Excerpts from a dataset

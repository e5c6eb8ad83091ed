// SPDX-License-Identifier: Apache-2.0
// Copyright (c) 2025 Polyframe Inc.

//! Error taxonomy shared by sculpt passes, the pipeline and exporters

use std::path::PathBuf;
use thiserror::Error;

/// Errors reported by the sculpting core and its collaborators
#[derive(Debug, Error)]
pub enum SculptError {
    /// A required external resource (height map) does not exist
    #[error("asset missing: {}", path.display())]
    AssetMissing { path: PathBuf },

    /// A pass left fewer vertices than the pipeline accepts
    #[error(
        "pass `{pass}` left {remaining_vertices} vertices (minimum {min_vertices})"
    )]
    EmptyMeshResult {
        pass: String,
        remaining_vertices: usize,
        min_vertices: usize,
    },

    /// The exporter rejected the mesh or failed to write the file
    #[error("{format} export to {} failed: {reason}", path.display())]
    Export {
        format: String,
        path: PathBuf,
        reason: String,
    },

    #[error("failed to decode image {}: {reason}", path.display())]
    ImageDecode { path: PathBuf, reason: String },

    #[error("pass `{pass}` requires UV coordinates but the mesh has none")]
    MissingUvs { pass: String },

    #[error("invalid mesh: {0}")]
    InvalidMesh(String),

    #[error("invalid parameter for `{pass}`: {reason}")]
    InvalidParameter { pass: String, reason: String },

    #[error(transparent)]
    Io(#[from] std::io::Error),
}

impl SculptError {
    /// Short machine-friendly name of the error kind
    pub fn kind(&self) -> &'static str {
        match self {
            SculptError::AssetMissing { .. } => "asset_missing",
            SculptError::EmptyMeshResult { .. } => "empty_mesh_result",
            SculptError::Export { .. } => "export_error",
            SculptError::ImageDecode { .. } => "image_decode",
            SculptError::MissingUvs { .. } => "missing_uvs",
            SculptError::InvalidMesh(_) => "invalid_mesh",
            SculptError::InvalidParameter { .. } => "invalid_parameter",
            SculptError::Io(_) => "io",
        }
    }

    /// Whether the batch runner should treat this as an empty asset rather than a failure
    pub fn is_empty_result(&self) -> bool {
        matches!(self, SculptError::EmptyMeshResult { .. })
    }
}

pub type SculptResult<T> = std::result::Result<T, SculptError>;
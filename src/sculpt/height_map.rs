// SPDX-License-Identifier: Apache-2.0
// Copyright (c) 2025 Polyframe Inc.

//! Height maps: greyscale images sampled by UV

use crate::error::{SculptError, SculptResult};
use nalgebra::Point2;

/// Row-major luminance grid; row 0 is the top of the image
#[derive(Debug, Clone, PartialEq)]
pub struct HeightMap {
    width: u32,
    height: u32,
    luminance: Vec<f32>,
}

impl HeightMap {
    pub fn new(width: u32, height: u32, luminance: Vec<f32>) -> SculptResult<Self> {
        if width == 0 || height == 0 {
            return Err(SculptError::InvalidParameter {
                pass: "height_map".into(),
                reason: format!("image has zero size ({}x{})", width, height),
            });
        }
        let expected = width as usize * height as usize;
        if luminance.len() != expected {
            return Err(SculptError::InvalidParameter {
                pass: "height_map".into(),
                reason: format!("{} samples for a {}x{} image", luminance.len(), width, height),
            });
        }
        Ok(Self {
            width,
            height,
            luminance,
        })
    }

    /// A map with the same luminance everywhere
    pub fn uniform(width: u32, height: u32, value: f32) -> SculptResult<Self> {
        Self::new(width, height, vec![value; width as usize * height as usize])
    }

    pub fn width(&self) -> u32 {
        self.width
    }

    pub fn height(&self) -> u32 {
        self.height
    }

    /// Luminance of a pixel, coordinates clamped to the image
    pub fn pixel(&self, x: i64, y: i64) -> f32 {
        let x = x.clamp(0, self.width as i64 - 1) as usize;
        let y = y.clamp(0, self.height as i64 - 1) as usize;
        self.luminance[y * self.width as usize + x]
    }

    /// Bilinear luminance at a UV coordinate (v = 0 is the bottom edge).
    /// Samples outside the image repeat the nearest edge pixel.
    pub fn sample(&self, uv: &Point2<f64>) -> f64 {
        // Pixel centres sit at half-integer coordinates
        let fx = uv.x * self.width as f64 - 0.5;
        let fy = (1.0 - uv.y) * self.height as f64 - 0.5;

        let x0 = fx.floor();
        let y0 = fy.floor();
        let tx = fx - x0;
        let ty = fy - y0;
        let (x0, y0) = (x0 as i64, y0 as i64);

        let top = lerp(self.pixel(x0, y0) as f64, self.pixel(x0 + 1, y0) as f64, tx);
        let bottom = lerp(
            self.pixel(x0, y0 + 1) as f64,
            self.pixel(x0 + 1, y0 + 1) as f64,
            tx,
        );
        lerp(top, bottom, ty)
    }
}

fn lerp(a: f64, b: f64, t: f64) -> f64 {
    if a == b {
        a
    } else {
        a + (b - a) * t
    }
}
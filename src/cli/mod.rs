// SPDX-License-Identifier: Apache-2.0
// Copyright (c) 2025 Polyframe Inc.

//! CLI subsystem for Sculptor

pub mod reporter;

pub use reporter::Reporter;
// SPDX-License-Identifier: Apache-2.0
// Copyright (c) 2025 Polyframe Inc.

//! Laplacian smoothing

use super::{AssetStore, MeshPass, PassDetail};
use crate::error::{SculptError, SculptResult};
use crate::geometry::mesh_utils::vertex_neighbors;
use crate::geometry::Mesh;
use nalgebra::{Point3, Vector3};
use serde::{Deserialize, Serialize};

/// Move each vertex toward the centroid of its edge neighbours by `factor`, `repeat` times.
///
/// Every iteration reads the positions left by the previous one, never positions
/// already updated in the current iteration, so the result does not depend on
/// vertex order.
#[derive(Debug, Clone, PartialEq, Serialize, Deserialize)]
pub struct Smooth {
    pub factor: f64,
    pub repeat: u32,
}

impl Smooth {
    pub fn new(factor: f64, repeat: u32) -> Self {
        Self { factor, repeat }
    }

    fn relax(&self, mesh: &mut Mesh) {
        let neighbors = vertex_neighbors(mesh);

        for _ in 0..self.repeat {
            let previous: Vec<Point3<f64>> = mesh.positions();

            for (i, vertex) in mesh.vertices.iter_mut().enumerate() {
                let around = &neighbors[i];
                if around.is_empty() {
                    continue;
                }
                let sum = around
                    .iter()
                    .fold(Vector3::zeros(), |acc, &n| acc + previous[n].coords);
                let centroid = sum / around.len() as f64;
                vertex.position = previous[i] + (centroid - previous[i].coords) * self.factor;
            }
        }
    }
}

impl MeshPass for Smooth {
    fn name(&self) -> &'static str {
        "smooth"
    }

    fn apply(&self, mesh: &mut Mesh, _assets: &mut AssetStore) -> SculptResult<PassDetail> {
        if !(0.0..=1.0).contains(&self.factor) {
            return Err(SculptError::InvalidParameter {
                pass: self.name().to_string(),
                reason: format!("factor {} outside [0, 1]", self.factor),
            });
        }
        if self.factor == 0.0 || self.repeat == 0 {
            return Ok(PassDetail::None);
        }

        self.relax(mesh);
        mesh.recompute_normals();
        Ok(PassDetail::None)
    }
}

■ **Exercise objective**: Write down, word for word, the lines above from the one containing "let expected = width" through the one containing "same luminance everywhere", both ends included.

■ **Reply to the exercise**:
        let expected = width as usize * height as usize;
        if luminance.len() != expected {
            return Err(SculptError::InvalidParameter {
                pass: "height_map".into(),
                reason: format!("{} samples for a {}x{} image", luminance.len(), width, height),
            });
        }
        Ok(Self {
            width,
            height,
            luminance,
        })
    }

    /// A map with the same luminance everywhere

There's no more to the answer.